→ **Exercise brief**
Would you write out the entries below, every one of them, exactly?

→ **Extracted records**
• • • •

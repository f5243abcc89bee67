use std::io::Write;

use anyhow::Context;
use clap::Args;
use common::config::LogsConfig;
use common::source::{LogQuery, LogSource};

use super::Failures;
use crate::render::ConsoleRenderer;

#[derive(Args, Debug, Clone, Default)]
pub struct LogsArgs {
    /// Log to read. Defaults to `logs.name`
    #[arg(long, value_name = "NAME")]
    pub log_name: Option<String>,

    /// Number of most recent entries to show. Defaults to `logs.limit`
    #[arg(long)]
    pub limit: Option<usize>,
}

pub fn query(config: &LogsConfig, args: &LogsArgs) -> LogQuery {
    LogQuery {
        log_name: args.log_name.clone().unwrap_or_else(|| config.name.clone()),
        lookback: config.lookback,
        limit: args.limit.unwrap_or(config.limit),
    }
}

pub async fn run<W: Write>(
    source: &dyn LogSource,
    query: &LogQuery,
    renderer: &mut ConsoleRenderer<W>,
) -> anyhow::Result<Failures> {
    let mut failures = Failures::default();
    if query.log_name.is_empty() {
        log::warn!("No log name configured (set logs.name or pass --log-name)");
        return Ok(failures);
    }

    match source.recent(query).await {
        Ok(entries) => {
            if entries.is_empty() {
                log::info!(
                    "No entries in {} within the last {:?}",
                    query.log_name,
                    query.lookback
                );
            }
            for entry in &entries {
                renderer
                    .log_entry(entry)
                    .context("Failed to write log output")?;
            }
        }
        Err(e) => failures.record(format!("log {}", query.log_name), &e),
    }

    Ok(failures)
}

#[cfg(test)]
mod tests {
    use super::*;
    use crate::render::OutputFormat;
    use async_trait::async_trait;
    use common::SourceError;
    use common::model::LogRecord;

    struct FakeLogs(Result<Vec<LogRecord>, SourceError>);

    #[async_trait]
    impl LogSource for FakeLogs {
        async fn recent(&self, query: &LogQuery) -> Result<Vec<LogRecord>, SourceError> {
            self.0
                .clone()
                .map(|entries| entries.into_iter().take(query.limit).collect())
        }
    }

    fn record(payload: &str) -> LogRecord {
        LogRecord {
            timestamp: None,
            severity: "INFO".to_string(),
            log_name: "projects/demo/logs/app".to_string(),
            payload: payload.to_string(),
            labels: Default::default(),
        }
    }

    #[test]
    fn test_query_overrides() {
        let config = LogsConfig::default();
        let q = query(&config, &LogsArgs::default());
        assert_eq!(q.log_name, config.name);
        assert_eq!(q.limit, config.limit);

        let args = LogsArgs {
            log_name: Some("audit".to_string()),
            limit: Some(20),
        };
        let q = query(&config, &args);
        assert_eq!(q.log_name, "audit");
        assert_eq!(q.limit, 20);
        assert_eq!(q.lookback, config.lookback);
    }

    fn app_query() -> LogQuery {
        let args = LogsArgs {
            log_name: Some("app".to_string()),
            limit: None,
        };
        query(&LogsConfig::default(), &args)
    }

    #[tokio::test]
    async fn test_run_renders_entries_in_order() {
        let source = FakeLogs(Ok(vec![record("second"), record("first")]));
        let mut renderer = ConsoleRenderer::new(Vec::new(), OutputFormat::Text);

        let failures = run(&source, &app_query(), &mut renderer).await.unwrap();

        assert!(failures.is_empty());
        let out = String::from_utf8(renderer.into_inner()).unwrap();
        let lines: Vec<&str> = out.lines().collect();
        assert_eq!(
            lines,
            vec![
                "- INFO projects/demo/logs/app: second",
                "- INFO projects/demo/logs/app: first"
            ]
        );
    }

    #[tokio::test]
    async fn test_run_records_failure() {
        let source = FakeLogs(Err(SourceError::Auth("denied".to_string())));
        let mut renderer = ConsoleRenderer::new(Vec::new(), OutputFormat::Text);

        let failures = run(&source, &app_query(), &mut renderer).await.unwrap();

        assert_eq!(failures.failed(), ["log app".to_string()]);
        assert!(renderer.into_inner().is_empty());
    }

    #[tokio::test]
    async fn test_missing_log_name_is_skipped() {
        let source = FakeLogs(Err(SourceError::Auth("unreachable".to_string())));
        let mut renderer = ConsoleRenderer::new(Vec::new(), OutputFormat::Text);
        let q = query(&LogsConfig::default(), &LogsArgs::default());

        let failures = run(&source, &q, &mut renderer).await.unwrap();

        assert!(failures.is_empty());
    }
}
use async_trait::async_trait;
use chrono::Utc;
use common::SourceError;
use common::model::RawSeries;
use common::model::series::SUBJECT_ID_LABEL;
use common::source::{SeriesQuery, SeriesSource};
use futures::TryStreamExt;
use gcp_api::monitoring::{ListTimeSeriesParams, ListTimeSeriesResponse, TimeSeriesView};

use crate::client::{GcpClient, quote, since, timestamp};
use crate::pager::{Page, paginate};

/// Monitoring filter selecting one metric type and, optionally, one subject.
pub fn series_filter(metric_type: &str, subject: Option<&str>) -> String {
    let mut filter = format!("metric.type = {}", quote(metric_type));
    if let Some(subject) = subject.filter(|s| !s.is_empty()) {
        filter.push_str(&format!(
            " AND metric.labels.{SUBJECT_ID_LABEL} = {}",
            quote(subject)
        ));
    }
    filter
}

impl GcpClient {
    async fn time_series_page(
        &self,
        metric_type: &str,
        params: &ListTimeSeriesParams,
        page_token: Option<String>,
    ) -> Result<Page<RawSeries>, SourceError> {
        let params = ListTimeSeriesParams {
            page_token,
            ..params.clone()
        };
        let resp: ListTimeSeriesResponse =
            self.get(&self.monitoring_url("timeSeries"), &params).await?;

        log::trace!("Received a page of {} time series", resp.time_series.len());

        let items = resp
            .time_series
            .into_iter()
            .map(|ts| RawSeries::from_time_series(metric_type, ts))
            .collect();
        Ok(Page::new(items, resp.next_page_token))
    }
}

#[async_trait]
impl SeriesSource for GcpClient {
    async fn fetch(&self, query: &SeriesQuery) -> Result<Vec<RawSeries>, SourceError> {
        let now = Utc::now();
        let params = ListTimeSeriesParams {
            filter: series_filter(&query.metric_type, query.subject_filter.as_deref()),
            interval_start_time: timestamp(since(now, query.lookback)),
            interval_end_time: timestamp(now),
            view: TimeSeriesView::Full,
            page_size: None,
            page_token: None,
        };
        log::debug!(
            "Listing time series: filter={} start={} end={}",
            params.filter,
            params.interval_start_time,
            params.interval_end_time
        );

        let params = &params;
        let metric_type = query.metric_type.as_str();
        let series: Vec<RawSeries> =
            paginate(move |token| self.time_series_page(metric_type, params, token))
                .try_collect()
                .await?;

        log::debug!(
            "Fetched {} series for {}",
            series.len(),
            query.metric_type
        );
        Ok(series)
    }
}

• • • •

→ **Answer space**
repository f5243abcc89bee67
use std::io::Write;

use anyhow::Context;
use clap::Args;
use common::config::LogsConfig;
use common::source::{LogQuery, LogSource};

use super::Failures;
use crate::render::ConsoleRenderer;

#[derive(Args, Debug, Clone, Default)]
pub struct LogsArgs {
    /// Log to read. Defaults to `logs.name`
    #[arg(long, value_name = "NAME")]
    pub log_name: Option<String>,

    /// Number of most recent entries to show. Defaults to `logs.limit`
    #[arg(long)]
    pub limit: Option<usize>,
}

pub fn query(config: &LogsConfig, args: &LogsArgs) -> LogQuery {
    LogQuery {
        log_name: args.log_name.clone().unwrap_or_else(|| config.name.clone()),
        lookback: config.lookback,
        limit: args.limit.unwrap_or(config.limit),
    }
}

pub async fn run<W: Write>(
    source: &dyn LogSource,
    query: &LogQuery,
    renderer: &mut ConsoleRenderer<W>,
) -> anyhow::Result<Failures> {
    let mut failures = Failures::default();
    if query.log_name.is_empty() {
        log::warn!("No log name configured (set logs.name or pass --log-name)");
        return Ok(failures);
    }

    match source.recent(query).await {
        Ok(entries) => {
            if entries.is_empty() {
                log::info!(
                    "No entries in {} within the last {:?}",
                    query.log_name,
                    query.lookback
                );
            }
            for entry in &entries {
                renderer
                    .log_entry(entry)
                    .context("Failed to write log output")?;
            }
        }
        Err(e) => failures.record(format!("log {}", query.log_name), &e),
    }

    Ok(failures)
}

#[cfg(test)]
mod tests {
    use super::*;
    use crate::render::OutputFormat;
    use async_trait::async_trait;
    use common::SourceError;
    use common::model::LogRecord;

    struct FakeLogs(Result<Vec<LogRecord>, SourceError>);

    #[async_trait]
    impl LogSource for FakeLogs {
        async fn recent(&self, query: &LogQuery) -> Result<Vec<LogRecord>, SourceError> {
            self.0
                .clone()
                .map(|entries| entries.into_iter().take(query.limit).collect())
        }
    }

    fn record(payload: &str) -> LogRecord {
        LogRecord {
            timestamp: None,
            severity: "INFO".to_string(),
            log_name: "projects/demo/logs/app".to_string(),
            payload: payload.to_string(),
            labels: Default::default(),
        }
    }

    #[test]
    fn test_query_overrides() {
        let config = LogsConfig::default();
        let q = query(&config, &LogsArgs::default());
        assert_eq!(q.log_name, config.name);
        assert_eq!(q.limit, config.limit);

        let args = LogsArgs {
            log_name: Some("audit".to_string()),
            limit: Some(20),
        };
        let q = query(&config, &args);
        assert_eq!(q.log_name, "audit");
        assert_eq!(q.limit, 20);
        assert_eq!(q.lookback, config.lookback);
    }

    fn app_query() -> LogQuery {
        let args = LogsArgs {
            log_name: Some("app".to_string()),
            limit: None,
        };
        query(&LogsConfig::default(), &args)
    }

    #[tokio::test]
    async fn test_run_renders_entries_in_order() {
        let source = FakeLogs(Ok(vec![record("second"), record("first")]));
        let mut renderer = ConsoleRenderer::new(Vec::new(), OutputFormat::Text);

        let failures = run(&source, &app_query(), &mut renderer).await.unwrap();

        assert!(failures.is_empty());
        let out = String::from_utf8(renderer.into_inner()).unwrap();
        let lines: Vec<&str> = out.lines().collect();
        assert_eq!(
            lines,
            vec![
                "- INFO projects/demo/logs/app: second",
                "- INFO projects/demo/logs/app: first"
            ]
        );
    }

    #[tokio::test]
    async fn test_run_records_failure() {
        let source = FakeLogs(Err(SourceError::Auth("denied".to_string())));
        let mut renderer = ConsoleRenderer::new(Vec::new(), OutputFormat::Text);

        let failures = run(&source, &app_query(), &mut renderer).await.unwrap();

        assert_eq!(failures.failed(), ["log app".to_string()]);
        assert!(renderer.into_inner().is_empty());
    }

    #[tokio::test]
    async fn test_missing_log_name_is_skipped() {
        let source = FakeLogs(Err(SourceError::Auth("unreachable".to_string())));
        let mut renderer = ConsoleRenderer::new(Vec::new(), OutputFormat::Text);
        let q = query(&LogsConfig::default(), &LogsArgs::default());

        let failures = run(&source, &q, &mut renderer).await.unwrap();

        assert!(failures.is_empty());
    }
}
use async_trait::async_trait;
use chrono::Utc;
use common::SourceError;
use common::model::RawSeries;
use common::model::series::SUBJECT_ID_LABEL;
use common::source::{SeriesQuery, SeriesSource};
use futures::TryStreamExt;
use gcp_api::monitoring::{ListTimeSeriesParams, ListTimeSeriesResponse, TimeSeriesView};

use crate::client::{GcpClient, quote, since, timestamp};
use crate::pager::{Page, paginate};

/// Monitoring filter selecting one metric type and, optionally, one subject.
pub fn series_filter(metric_type: &str, subject: Option<&str>) -> String {
    let mut filter = format!("metric.type = {}", quote(metric_type));
    if let Some(subject) = subject.filter(|s| !s.is_empty()) {
        filter.push_str(&format!(
            " AND metric.labels.{SUBJECT_ID_LABEL} = {}",
            quote(subject)
        ));
    }
    filter
}

impl GcpClient {
    async fn time_series_page(
        &self,
        metric_type: &str,
        params: &ListTimeSeriesParams,
        page_token: Option<String>,
    ) -> Result<Page<RawSeries>, SourceError> {
        let params = ListTimeSeriesParams {
            page_token,
            ..params.clone()
        };
        let resp: ListTimeSeriesResponse =
            self.get(&self.monitoring_url("timeSeries"), &params).await?;

        log::trace!("Received a page of {} time series", resp.time_series.len());

        let items = resp
            .time_series
            .into_iter()
            .map(|ts| RawSeries::from_time_series(metric_type, ts))
            .collect();
        Ok(Page::new(items, resp.next_page_token))
    }
}

#[async_trait]
impl SeriesSource for GcpClient {
    async fn fetch(&self, query: &SeriesQuery) -> Result<Vec<RawSeries>, SourceError> {
        let now = Utc::now();
        let params = ListTimeSeriesParams {
            filter: series_filter(&query.metric_type, query.subject_filter.as_deref()),
            interval_start_time: timestamp(since(now, query.lookback)),
            interval_end_time: timestamp(now),
            view: TimeSeriesView::Full,
            page_size: None,
            page_token: None,
        };
        log::debug!(
            "Listing time series: filter={} start={} end={}",
            params.filter,
            params.interval_start_time,
            params.interval_end_time
        );

        let params = &params;
        let metric_type = query.metric_type.as_str();
        let series: Vec<RawSeries> =
            paginate(move |token| self.time_series_page(metric_type, params, token))
                .try_collect()
                .await?;

        log::debug!(
            "Fetched {} series for {}",
            series.len(),
            query.metric_type
        );
        Ok(series)
    }
}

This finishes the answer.